[What to produce] Below are records; how many of their lines hold the string "testing"? Reply with nothing but the number.

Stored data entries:
//! Best-effort IP geolocation for vote submissions.
//!
//! This module provides:
//! - [`IpLocator`] trait for abstracting the geolocation source
//! - [`IpApiLocator`] production client that queries a public IP-geolocation endpoint
//! - [`MockIpLocator`] mock client for testing without network access
//! - [`LocatorSource`] config enum for choosing between mock and live clients
//!
//! A missing location is an expected, common outcome: every failure mode of
//! the lookup (transport error, non-success status, malformed payload)
//! converts to `None`, never to an error the caller has to handle.

pub mod mock;

pub use mock::MockIpLocator;

use async_trait::async_trait;
use reqwest::Client as ReqwestClient;
use serde_json::Value;
use tracing::warn;

use vibecheck_shared::VoteLocation;

use crate::aggregator::normalize::coerce_finite;

/// Default public IP-geolocation endpoint.
pub const DEFAULT_GEOIP_URL: &str = "https://ipapi.co/json/";

/// Trait for resolving the caller's approximate location from their IP.
///
/// This trait abstracts the geolocation source to enable dependency injection
/// and mocking for testing. Production code uses [`IpApiLocator`], while
/// tests can use [`MockIpLocator`].
#[async_trait]
pub trait IpLocator: Send + Sync {
    /// Best-effort lookup of the caller's approximate location.
    ///
    /// Returns `None` on any failure; callers must treat a missing location
    /// as a normal outcome, not a failure to propagate.
    async fn lookup(&self) -> Option<VoteLocation>;
}

/// Production locator that queries a public IP-geolocation HTTP endpoint.
///
/// Performs a single unauthenticated GET returning a JSON object with numeric
/// `latitude`/`longitude` and optional string `city`/`region`/`country_name`.
/// No retries, no caching.
pub struct IpApiLocator {
    url: String,
    client: ReqwestClient,
}

impl IpApiLocator {
    /// Create a locator for the given endpoint URL.
    pub fn new(url: &str) -> Self {
        Self {
            url: url.to_string(),
            client: ReqwestClient::new(),
        }
    }

    async fn try_lookup(&self) -> Result<Option<VoteLocation>, reqwest::Error> {
        let response = self.client.get(&self.url).send().await?;
        if !response.status().is_success() {
            return Ok(None);
        }

        let payload: Value = response.json().await?;
        Ok(location_from_payload(&payload))
    }
}

#[async_trait]
impl IpLocator for IpApiLocator {
    async fn lookup(&self) -> Option<VoteLocation> {
        match self.try_lookup().await {
            Ok(location) => location,
            Err(e) => {
                warn!(error = %e, "Location lookup failed");
                None
            }
        }
    }
}

/// Extract a location from a geolocation response payload.
///
/// `latitude` and `longitude` must coerce to finite numbers (numeric strings
/// are tolerated, matching the stored-record decoder); the place names pass
/// through only when present and string-typed, validated for type but never
/// for correctness.
fn location_from_payload(payload: &Value) -> Option<VoteLocation> {
    let latitude = coerce_finite(payload.get("latitude"))?;
    let longitude = coerce_finite(payload.get("longitude"))?;

    let mut location = VoteLocation::new(latitude, longitude);
    location.city = payload.get("city").and_then(Value::as_str).map(str::to_string);
    location.region = payload
        .get("region")
        .and_then(Value::as_str)
        .map(str::to_string);
    location.country = payload
        .get("country_name")
        .and_then(Value::as_str)
        .map(str::to_string);
    Some(location)
}

/// Configuration for the geolocation source.
///
/// Use this to explicitly choose between mock and live locators.
///
/// # Example
///
/// ```ignore
/// use vibecheck::locator::LocatorSource;
/// use vibecheck_shared::VoteLocation;
///
/// // Development/testing: a fixed location (or none at all)
/// let locator = LocatorSource::mock(Some(VoteLocation::new(40.4, -3.7))).into_locator();
///
/// // Production: query the live endpoint
/// let locator = LocatorSource::live("https://ipapi.co/json/").into_locator();
/// ```
#[derive(Debug, Clone)]
pub enum LocatorSource {
    /// Always resolve to the given pre-configured location.
    Mock(Option<VoteLocation>),

    /// Query a live IP-geolocation endpoint.
    Live {
        /// The geolocation endpoint URL.
        url: String,
    },
}

impl LocatorSource {
    /// Create a mock locator source with a fixed result.
    pub fn mock(location: Option<VoteLocation>) -> Self {
        Self::Mock(location)
    }

    /// Create a live locator source for the given endpoint URL.
    pub fn live(url: impl Into<String>) -> Self {
        Self::Live { url: url.into() }
    }

    /// Create the appropriate `IpLocator` implementation.
    pub fn into_locator(self) -> Box<dyn IpLocator> {
        match self {
            Self::Mock(location) => Box::new(MockIpLocator::new(location)),
            Self::Live { url } => Box::new(IpApiLocator::new(&url)),
        }
    }
}

#[cfg(test)]
mod tests {
    use super::*;
    use serde_json::json;

    #[test]
    fn test_payload_with_coordinates_and_names() {
        let payload = json!({
            "latitude": 40.4168,
            "longitude": -3.7038,
            "city": "Madrid",
            "region": "Madrid",
            "country_name": "Spain"
        });

        let location = location_from_payload(&payload).expect("payload should resolve");
        assert_eq!(location.latitude, 40.4168);
        assert_eq!(location.longitude, -3.7038);
        assert_eq!(location.city.as_deref(), Some("Madrid"));
        assert_eq!(location.country.as_deref(), Some("Spain"));
    }

    #[test]
    fn test_payload_missing_longitude_yields_none() {
        let payload = json!({"latitude": 40.4168, "city": "Madrid"});
        assert!(location_from_payload(&payload).is_none());
    }

    #[test]
    fn test_numeric_string_coordinates_coerce() {
        let payload = json!({"latitude": "40.4", "longitude": -3.7});
        let location = location_from_payload(&payload).expect("payload should resolve");
        assert_eq!(location.latitude, 40.4);
        assert_eq!(location.longitude, -3.7);
    }

    #[test]
    fn test_non_coercible_coordinates_yield_none() {
        let payload = json!({"latitude": "91x", "longitude": -3.7});
        assert!(location_from_payload(&payload).is_none());
    }

    #[test]
    fn test_non_string_place_names_are_dropped() {
        let payload = json!({
            "latitude": 1.0,
            "longitude": 2.0,
            "city": 123,
            "country_name": "Spain"
        });

        let location = location_from_payload(&payload).unwrap();
        assert!(location.city.is_none());
        assert_eq!(location.country.as_deref(), Some("Spain"));
    }
}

[Result] 3